Quantification of Active and Latent Form of Human Cytomegalovirus Infection in Umbilical Cord Blood Donors by Real-Time PCR

E Abedi, M Kheirandish, Z Sharifi, S Samiee, P Kokhaei, Z Pourpak, MJ Ashraf


Background: Umbilical cord blood (UCB) is believed to be a highly valuable source of hematopoietic stem cells for transplantation.

Objective: To investigate the prevalence of active and latent human cytomegalovirus (CMV) infection in UCB donors in Iranian population.

Methods: A total of 825 UCB samples was collected under standard procedures and analyzed for the presence of CMV DNAs in buffy coat (latent infection) and plasma (active infection). DNA was extracted from buffy coat and plasma samples separately and tested with quantitative real-time PCR. All positive samples were checked by ELISA for IgG and IgM anti-CMV antibody.

Results: Latent CMV infection was detected in 17 (2%) buffy coat samples with a low level of viral load, which indicated the presence of latent viral infection in donors. None of the plasma samples were found positive for CMV DNA reflecting no active infection. In the 17 positive samples, CMV viral load was 91– 104 (mean: 100) copies/mL. All samples positive for viral DNA were also found positive for CMV IgG antibody by ELISA. No CMV IgM antibody was detected in positive samples.
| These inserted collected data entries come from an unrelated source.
//! # Calculation Service
//!
//! Single-salary calculations against the live inventory.
//!
//! [`CalculationService::calculate`] is a preview: it may read a stock
//! snapshot but never decrements it. [`CalculationService::calculate_and_dispense`]
//! reads, decides and decrements inside one transaction while holding the
//! shared dispense lock, so two concurrent dispenses can never both spend the
//! same notes.

use serde::Serialize;
use sqlx::SqlitePool;
use std::sync::Arc;
use tokio::sync::Mutex;
use tracing::{debug, info, warn};

use crate::error::{DbError, DbResult};
use crate::repository::{calculation, denomination};
use cashplan_core::breakdown::plan;
use cashplan_core::validation::{validate_amount, validate_label, validate_name};
use cashplan_core::{
    Breakdown, BreakdownResult, CalculationRecord, Consumption, DenominationSet, NewCalculation,
    Strategy, DEFAULT_CURRENCY_CODE,
};

// =============================================================================
// Request / Outcome
// =============================================================================

/// Input for one calculation.
///
/// ## Example
/// ```rust,ignore
/// let request = CalculationRequest::new(1_250_000, &[50_000, 25_000, 10_000])
///     .employee("Ali", "Grade 1")
///     .save_to_history(true);
/// ```
#[derive(Debug, Clone, PartialEq, Eq)]
pub struct CalculationRequest {
    pub name: String,
    pub rank: String,
    pub amount: i64,
    pub denominations: Vec<i64>,
    /// Cap each value by the stored stock (preview only; dispensing always
    /// uses the stock).
    pub use_inventory: bool,
    pub strategy: Strategy,
    pub save_to_history: bool,
    pub currency: String,
}

impl CalculationRequest {
    pub fn new(amount: i64, denominations: &[i64]) -> Self {
        CalculationRequest {
            name: String::new(),
            rank: String::new(),
            amount,
            denominations: denominations.to_vec(),
            use_inventory: false,
            strategy: Strategy::default(),
            save_to_history: false,
            currency: DEFAULT_CURRENCY_CODE.to_string(),
        }
    }

    pub fn employee(mut self, name: &str, rank: &str) -> Self {
        self.name = name.to_string();
        self.rank = rank.to_string();
        self
    }

    pub fn use_inventory(mut self, use_inventory: bool) -> Self {
        self.use_inventory = use_inventory;
        self
    }

    pub fn strategy(mut self, strategy: Strategy) -> Self {
        self.strategy = strategy;
        self
    }

    pub fn save_to_history(mut self, save: bool) -> Self {
        self.save_to_history = save;
        self
    }

    pub fn currency(mut self, currency: &str) -> Self {
        self.currency = currency.to_string();
        self
    }

    /// Rejects bad input before any lock or connection is taken.
    fn prepare(&self) -> DbResult<DenominationSet> {
        validate_amount(self.amount)?;
        let set = DenominationSet::new(&self.denominations)?;
        if self.save_to_history {
            validate_name(&self.name)?;
            validate_label("rank", &self.rank)?;
        }
        Ok(set)
    }

    fn history_entry(&self, breakdown: &Breakdown) -> NewCalculation {
        NewCalculation::from_breakdown(&self.name, &self.rank, self.amount, breakdown)
    }
}

/// What a calculation produced and wrote.
#[derive(Debug, Clone, PartialEq, Eq, Serialize)]
pub struct CalculationOutcome {
    pub result: BreakdownResult,
    /// Notes removed from stock. Empty for previews and failures.
    pub consumed: Consumption,
    /// The history record, when one was saved.
    pub record: Option<CalculationRecord>,
}

// =============================================================================
// Service
// =============================================================================

#[derive(Debug, Clone)]
pub struct CalculationService {
    pool: SqlitePool,
    dispense_lock: Arc<Mutex<()>>,
}

impl CalculationService {
    /// Usually obtained through `Database::calculator`, which shares the
    /// database-wide dispense lock.
    pub fn new(pool: SqlitePool, dispense_lock: Arc<Mutex<()>>) -> Self {
        CalculationService {
            pool,
            dispense_lock,
        }
    }

    /// Computes a breakdown without touching stock.
    ///
    /// With `use_inventory` the result is capped by a stock snapshot. A
    /// successful result is saved to history when requested; failures never
    /// are.
    pub async fn calculate(&self, request: &CalculationRequest) -> DbResult<CalculationOutcome> {
        let denominations = self.prepare_logged(request)?;
        let mut conn = self.pool.acquire().await?;

        let inventory = if request.use_inventory {
            Some(denomination::snapshot(&mut conn, denominations.values()).await?)
        } else {
            None
        };

        let result = plan(
            request.amount,
            &denominations,
            inventory.as_ref(),
            request.strategy,
        )?
        .with_currency(&request.currency);

        let record = match result.as_breakdown() {
            Some(breakdown) if request.save_to_history => {
                Some(calculation::insert(&mut conn, &request.history_entry(breakdown)).await?)
            }
            _ => None,
        };

        debug!(
            amount = request.amount,
            success = result.is_success(),
            notes = result.total_notes(),
            "Calculation previewed"
        );

        Ok(CalculationOutcome {
            result,
            consumed: Consumption::new(),
            record,
        })
    }

    /// Computes a stock-constrained breakdown and removes the notes.
    ///
    /// ## Guarantees
    /// - On a failure result nothing is written and stock is unchanged
    /// - On success the decrement and the optional history row commit
    ///   together, or not at all
    ///
    /// ## Errors
    /// Validation errors before anything runs; `InventoryConflict` if a
    /// guarded decrement misses (the transaction is rolled back).
    pub async fn calculate_and_dispense(
        &self,
        request: &CalculationRequest,
    ) -> DbResult<CalculationOutcome> {
        let denominations = self.prepare_logged(request)?;

        let _guard = self.dispense_lock.lock().await;
        let mut tx = self.pool.begin().await?;

        let inventory = denomination::snapshot(&mut tx, denominations.values()).await?;
        let result = plan(
            request.amount,
            &denominations,
            Some(&inventory),
            request.strategy,
        )?
        .with_currency(&request.currency);

        if !result.is_success() {
            warn!(
                amount = request.amount,
                remainder = result.remainder(),
                "Dispense refused, inventory unchanged"
            );
            return Ok(CalculationOutcome {
                result,
                consumed: Consumption::new(),
                record: None,
            });
        }

        let consumed = result.consumption();
        denomination::consume(&mut tx, &consumed).await?;

        let record = match result.as_breakdown() {
            Some(breakdown) if request.save_to_history => {
                Some(calculation::insert(&mut tx, &request.history_entry(breakdown)).await?)
            }
            _ => None,
        };

        tx.commit()
            .await
            .map_err(|e| DbError::TransactionFailed(e.to_string()))?;

        info!(
            amount = request.amount,
            notes = consumed.total_notes(),
            saved = record.is_some(),
            "Salary dispensed"
        );

        Ok(CalculationOutcome {
            result,
            consumed,
            record,
        })
    }

    fn prepare_logged(&self, request: &CalculationRequest) -> DbResult<DenominationSet> {
        request.prepare().map_err(|err| {
            debug!(amount = request.amount, error = %err, "Calculation request rejected");
            err
        })
    }
}

// =============================================================================
// Unit Tests
// =============================================================================

#[cfg(test)]
mod tests {
    use super::*;
    use crate::pool::{Database, DbConfig};
    use cashplan_core::{BreakdownLine, CoreError, FailureKind, DEFAULT_DENOMINATIONS};

    async fn db() -> Database {
        Database::new(DbConfig::in_memory()).await.unwrap()
    }

    async fn count(db: &Database, value: i64) -> i64 {
        db.denominations()
            .get(value)
            .await
            .unwrap()
            .unwrap()
            .available_count
    }

    #[tokio::test]
    async fn test_preview_never_touches_stock() {
        let db = db().await;
        db.denominations().set_count(1_000, 1).await.unwrap();

        let request = CalculationRequest::new(2_000, &[1_000, 500]).use_inventory(true);
        let outcome = db.calculator().calculate(&request).await.unwrap();

        assert_eq!(
            outcome.result.lines(),
            &[BreakdownLine::new(1_000, 1), BreakdownLine::new(500, 2)]
        );
        assert!(outcome.consumed.is_empty());
        assert_eq!(count(&db, 1_000).await, 1);
        assert_eq!(count(&db, 500).await, 100);
    }

    #[tokio::test]
    async fn test_preview_unlimited_ignores_stock() {
        let db = db().await;
        db.denominations().set_count(50_000, 0).await.unwrap();

        let request = CalculationRequest::new(100_000, &DEFAULT_DENOMINATIONS);
        let outcome = db.calculator().calculate(&request).await.unwrap();
        assert_eq!(outcome.result.lines(), &[BreakdownLine::new(50_000, 2)]);
    }

    #[tokio::test]
    async fn test_dispense_decrements_and_saves() {
        let db = db().await;
        let request = CalculationRequest::new(1_750, &[1_000, 500, 250])
            .employee("Ali", "Grade 1")
            .save_to_history(true);

        let outcome = db.calculator().calculate_and_dispense(&request).await.unwrap();

        assert!(outcome.result.is_success());
        assert_eq!(outcome.consumed.total_notes(), 3);
        assert_eq!(count(&db, 1_000).await, 99);
        assert_eq!(count(&db, 500).await, 99);
        assert_eq!(count(&db, 250).await, 99);

        let record = outcome.record.unwrap();
        assert_eq!(record.salary, 1_750);
        assert_eq!(db.calculations().count().await.unwrap(), 1);
    }

    #[tokio::test]
    async fn test_failed_dispense_changes_nothing() {
        let db = db().await;
        let repo = db.denominations();
        repo.set_count(1_000, 1).await.unwrap();
        repo.set_count(500, 0).await.unwrap();

        let request = CalculationRequest::new(2_000, &[1_000, 500])
            .employee("Ali", "")
            .save_to_history(true);

        for _ in 0..2 {
            let outcome = db.calculator().calculate_and_dispense(&request).await.unwrap();
            match &outcome.result {
                BreakdownResult::Failure(failure) => {
                    assert_eq!(failure.kind, FailureKind::InsufficientSupply);
                    assert_eq!(failure.remainder, 1_000);
                }
                other => panic!("expected failure, got {:?}", other),
            }
            assert!(outcome.record.is_none());
        }

        assert_eq!(count(&db, 1_000).await, 1);
        assert_eq!(count(&db, 500).await, 0);
        assert_eq!(db.calculations().count().await.unwrap(), 0);
    }

    #[tokio::test]
    async fn test_optimal_dispense_closes_greedy_gap() {
        let db = db().await;
        let repo = db.denominations();
        repo.insert(&cashplan_core::Denomination::new(600, 2)).await.unwrap();
        repo.set_count(1_000, 1).await.unwrap();

        let greedy = CalculationRequest::new(1_200, &[1_000, 600]);
        let outcome = db.calculator().calculate_and_dispense(&greedy).await.unwrap();
        assert_eq!(outcome.result.remainder(), 200);

        let optimal = greedy.strategy(Strategy::Optimal);
        let outcome = db.calculator().calculate_and_dispense(&optimal).await.unwrap();
        assert_eq!(outcome.result.lines(), &[BreakdownLine::new(600, 2)]);
        assert_eq!(count(&db, 600).await, 0);
        assert_eq!(count(&db, 1_000).await, 1);
    }

    #[tokio::test]
    async fn test_invalid_requests_are_rejected_early() {
        let db = db().await;
        let calculator = db.calculator();

        let err = calculator
            .calculate(&CalculationRequest::new(0, &[1_000]))
            .await
            .unwrap_err();
        assert!(matches!(err, DbError::Domain(CoreError::InvalidAmount { .. })));

        let err = calculator
            .calculate_and_dispense(&CalculationRequest::new(1_000, &[]))
            .await
            .unwrap_err();
        assert!(matches!(err, DbError::Domain(CoreError::NoDenominationsSelected)));

        let err = calculator
            .calculate(&CalculationRequest::new(1_000, &[1_000]).save_to_history(true))
            .await
            .unwrap_err();
        assert!(matches!(err, DbError::Domain(CoreError::Validation(_))));

        let err = calculator
            .calculate(
                &CalculationRequest::new(5_000_000_000_000_000_000, &[50_000])
                    .employee("Ali", "")
                    .save_to_history(true),
            )
            .await
            .unwrap_err();
        assert!(matches!(err, DbError::Domain(CoreError::Validation(_))));
        assert_eq!(db.calculations().count().await.unwrap(), 0);
    }

    #[tokio::test]
    async fn test_currency_is_carried_into_failure_reason() {
        let db = db().await;
        let request = CalculationRequest::new(300, &[250]).currency("USD");
        let outcome = db.calculator().calculate(&request).await.unwrap();
        assert!(outcome.result.message().contains("50 USD"));
    }

    #[tokio::test(flavor = "multi_thread", worker_threads = 4)]
    async fn test_concurrent_dispenses_never_overdraw() {
        let db = db().await;
        db.denominations().set_count(1_000, 3).await.unwrap();

        let mut handles = Vec::new();
        for _ in 0..6 {
            let calculator = db.calculator();
            handles.push(tokio::spawn(async move {
                calculator
                    .calculate_and_dispense(&CalculationRequest::new(1_000, &[1_000]))
                    .await
            }));
        }

        let mut successes = 0;
        for handle in handles {
            if handle.await.unwrap().unwrap().result.is_success() {
                successes += 1;
            }
        }

        assert_eq!(successes, 3);
        assert_eq!(count(&db, 1_000).await, 0);
    }
}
Conclusion: CMV is still the most important virus that infects hematopoietic stem cells and could be dangerous, especially for immunocompromized transplant recipients. We therefore suggest using real-time PCR for the detection and quantification of the viral DNA in buffy coat and plasma of UCB donors. PCR of plasma for detection of CMV and antibody assay for CMV infection add no more sensitivity for the detection of latent CMV infection in UCB donors.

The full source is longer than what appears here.